Obispo Arthur J. Serratelli
El 6 de febrero, la Corte Suprema de Canadá, en una decisión unánime de 9-0, legalizó en todo el país que los médicos pongan fin a la vida de los pacientes con enfermedades terminales. Sin duda, esta decisión, tomada por nuestros vecinos cercanos, dará un impulso adicional al movimiento en este país para legalizar el fin de las vidas de quienes sufren. En la actualidad, hay cinco estados que permiten el suicidio asistido por un médico.
Los legisladores de Vermont y los jueces de Montana y Nuevo México han autorizado el suicidio a pedido. Y los ciudadanos de Oregón y Washington han votado a favor. Ahora, los legisladores de Massachusetts, Connecticut, Maryland, el Distrito de Columbia y Nueva Jersey están considerando una legislación para ayudar a las personas a terminar con sus propias vidas.
Las leyes de suicidio asistido en los Estados Unidos permiten ayudar a aquellos que quieren morir si están gravemente enfermos y les quedan seis meses o menos de vida. La ley exige que los pacientes se administren ellos mismos el medicamento letal. En los Países Bajos, Suiza, Bélgica y Luxemburgo, las leyes que autorizan la muerte con asistencia médica son menos restrictivas. Permiten a los médicos recetar y administrar drogas letales. No hay condiciones sobre cuánto tiempo más se espera que viva el paciente. De hecho, ni siquiera se requiere la condición de una enfermedad terminal.

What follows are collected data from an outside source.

use uuid::Uuid;

use super::Repo;
use crate::models::color::Color;
use crate::models::pagination::{Page, Pagination};
use crate::persistence::{Optional, QueryOption, RepoError};

#[derive(Clone)]
pub struct ColorRepository {
    repo: Repo<Color>,
}

impl ColorRepository {
    pub fn new(repo: Repo<Color>) -> Self {
        Self { repo }
    }

    pub async fn create(&self, color: &Color) -> Result<(), RepoError> {
        self.repo.create(color).await
    }

    pub async fn find_by_id(&self, id: Uuid) -> Result<Option<Color>, RepoError> {
        self.repo.find_by_id(id).await.optional()
    }

    pub async fn find_by_hex(&self, store_id: Uuid, hex: &str) -> Result<Option<Color>, RepoError> {
        self.repo
            .find_one(&[
                QueryOption::eq("store_id", store_id),
                QueryOption::eq("hex", hex),
            ])
            .await
            .optional()
    }

    pub async fn paged_list(
        &self,
        store_id: Uuid,
        pagination: Pagination,
        name: Option<&str>,
    ) -> Result<Page<Color>, RepoError> {
        let mut options = vec![QueryOption::eq("store_id", store_id)];
        if let Some(name) = name {
            options.push(QueryOption::like("name", name));
        }
        options.push(QueryOption::newest_first());

        self.repo.paginate(pagination, &options).await
    }

    pub async fn update(&self, color: &Color) -> Result<(), RepoError> {
        self.repo.update(color).await
    }

    pub async fn delete(&self, id: Uuid) -> Result<(), RepoError> {
        self.repo.delete(id).await
    }
}
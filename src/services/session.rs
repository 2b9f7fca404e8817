use std::sync::Arc;

use chrono::{Duration, Utc};
use uuid::Uuid;

use crate::error::{AppError, Result};
use crate::models::session::{Session, SessionSecurityInfo};
use crate::models::user::User;
use crate::repositories::session::SessionRepository;
use crate::services::token::{TokenIssuer, TokenRequest};

pub const PENDING_SESSION_TTL_HOURS: i64 = 1;
pub const VERIFIED_SESSION_TTL_DAYS: i64 = 7;

/// Creates pre-verification sessions and upgrades them once the code is confirmed.
#[derive(Clone)]
pub struct SessionManager {
    sessions: SessionRepository,
    tokens: Arc<TokenIssuer>,
}

impl SessionManager {
    pub fn new(sessions: SessionRepository, tokens: Arc<TokenIssuer>) -> Self {
        Self { sessions, tokens }
    }

    /// Starts a one-hour session whose token carries no identity claims.
    pub async fn create_session(&self, user: &User, info: SessionSecurityInfo) -> Result<Session> {
        let now = Utc::now();
        let expires_at = now + Duration::hours(PENDING_SESSION_TTL_HOURS);

        let token = self.tokens.create_token(TokenRequest {
            subject: None,
            session_id: None,
            email: &user.email,
            verified_at: None,
            issued_at: now,
            expires_at,
        })?;

        let session = Session {
            id: Uuid::new_v4(),
            user_id: user.id,
            email: user.email.clone(),
            token,
            expires_at,
            verified_at: None,
            ip: info.ip,
            user_agent: info.user_agent,
            created_at: now,
            updated_at: None,
        };

        self.sessions.upsert(&session).await?;
        tracing::debug!("🔐 Pending session {} created for user {}", session.id, user.id);

        Ok(session)
    }

    /// Upgrades the session holding `token` to a verified seven-day session
    /// with a freshly signed token.
    ///
    /// Absent and expired sessions are reported identically.
    pub async fn validate_and_upgrade(&self, token: &str) -> Result<Session> {
        let now = Utc::now();
        let mut session = self
            .sessions
            .find_by_token(token)
            .await?
            .filter(|session| !session.is_expired_at(now))
            .ok_or(AppError::SessionNotFoundOrExpired)?;

        session.verified_at = Some(now);
        session.expires_at = now + Duration::days(VERIFIED_SESSION_TTL_DAYS);
        session.updated_at = Some(now);
        session.token = self.tokens.create_token(TokenRequest {
            subject: Some(session.user_id),
            session_id: Some(session.id),
            email: &session.email,
            verified_at: session.verified_at,
            issued_at: session.created_at,
            expires_at: session.expires_at,
        })?;

        self.sessions.upsert(&session).await?;
        tracing::info!("✅ Session {} verified for user {}", session.id, session.user_id);

        Ok(session)
    }
}

#[cfg(test)]
mod tests {
    use super::*;
    use crate::config::KeyPair;
    use crate::persistence::MemoryDatabase;
    use zeroize::Zeroizing;

    fn manager(db: &MemoryDatabase) -> SessionManager {
        let keys = KeyPair {
            private_pem: Zeroizing::new(
                include_str!("../../tests/fixtures/ecdsa_private.pem").to_string(),
            ),
            public_pem: include_str!("../../tests/fixtures/ecdsa_public.pem").to_string(),
        };
        SessionManager::new(
            SessionRepository::new(Arc::new(db.repository::<Session>())),
            Arc::new(TokenIssuer::from_keys(&keys).unwrap()),
        )
    }

    fn user() -> User {
        User::new("Ana", "ana@example.com")
    }

    #[tokio::test]
    async fn upgrade_replaces_the_token() {
        let db = MemoryDatabase::new();
        let sessions = manager(&db);
        let pending = sessions
            .create_session(&user(), SessionSecurityInfo::default())
            .await
            .unwrap();
        assert!(!pending.is_verified());

        let verified = sessions.validate_and_upgrade(&pending.token).await.unwrap();
        assert_eq!(verified.id, pending.id);
        assert!(verified.is_verified());
        assert_ne!(verified.token, pending.token);
        assert!(verified.expires_at - Utc::now() > Duration::days(6));
        assert_eq!(db.count("sessions").await, 1);

        // the old token no longer matches any session
        assert!(matches!(
            sessions.validate_and_upgrade(&pending.token).await,
            Err(AppError::SessionNotFoundOrExpired)
        ));
    }

    #[tokio::test]
    async fn expired_sessions_are_not_upgraded() {
        let db = MemoryDatabase::new();
        let sessions = manager(&db);
        let mut pending = sessions
            .create_session(&user(), SessionSecurityInfo::default())
            .await
            .unwrap();

        pending.expires_at = Utc::now() - Duration::seconds(1);
        sessions.sessions.upsert(&pending).await.unwrap();

        assert!(matches!(
            sessions.validate_and_upgrade(&pending.token).await,
            Err(AppError::SessionNotFoundOrExpired)
        ));
    }
}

Al decidir si seguir viviendo frente al sufrimiento y el dolor, el factor determinante se ha convertido en la elusiva noción de “la calidad de vida”. En términos prácticos, “calidad de vida” significa la capacidad de un individuo de disfrutar los placeres de la vida, de interactuar con los demás y de ser consciente de las elecciones que debe hacer. Por lo tanto, cuando una persona llega a ese punto en la vida en que ya no está consciente, ya no puede disfrutar ni siquiera de lo básico de comer y beber y está sufriendo, muchos juzgan que está permitido terminar con esa vida.
Ninguna vida escapa al sufrimiento de una forma u otra. Insistir en la calidad de vida como factor determinante en la decisión de vivir o morir se deriva en última instancia de la incapacidad de aceptar el sufrimiento. Para algunos, el sufrimiento es inútil, sin sentido. Y el sufrimiento supremo es el desgarro del cuerpo y el alma en la muerte. Donde no hay creencia en Dios, la muerte no tiene sentido ni tampoco el sufrimiento. Si la muerte es el final, ¿por qué prolongar el morir con dolor?
Sin embargo, para aquellos que tienen fe en Dios, la respuesta al sufrimiento no es tan fácil. Dios valora la vida humana. como el Catecismo de la Iglesia Católica enseña: “La persona humana es la única criatura en la tierra que Dios ha querido por sí misma” (CIC, 1703). Creados por Dios, tenemos un valor trascendente que proviene de nuestro Creador. Nuestro valor no está determinado por nuestra condición física en ningún momento en particular.
Ciertamente, el sufrimiento no debe buscarse en sí mismo. Pero, cuando el sufrimiento ineludible llega a nuestras vidas, estamos llamados a enfrentarlo no solo con valentía, sino también con fe. Al aceptar el sufrimiento de la Cruz, Jesús redimió al mundo entero. También redimió el sufrimiento mismo, dándole un significado más allá del dolor emocional y físico. En la sabiduría misteriosa de Dios, nuestro sufrimiento unido a Cristo Crucificado se vuelve redentor y beneficia a los demás. Como Pablo confiesa tan audazmente: “Ahora me gozo en lo que padezco por vosotros, y cumplo en mi carne lo que falta de las aflicciones de Cristo por su cuerpo, que es la iglesia” (Col 1, 24). .
La facilidad con la que los países, incluido Estados Unidos, se están moviendo hacia una aceptación y promoción cada vez más amplias de acabar con la vida de las personas es aterradora. La civilización occidental se ha desprendido de sus raíces judeocristianas. Y el efecto es el colapso de la moralidad. “Atención compasiva”. “Ayuda a los enfermos terminales”. “Muerte con dignidad”. Estas consignas de “misericordia” enmascaran el verdadero problema: el rechazo del sentido cristiano de la vida misma.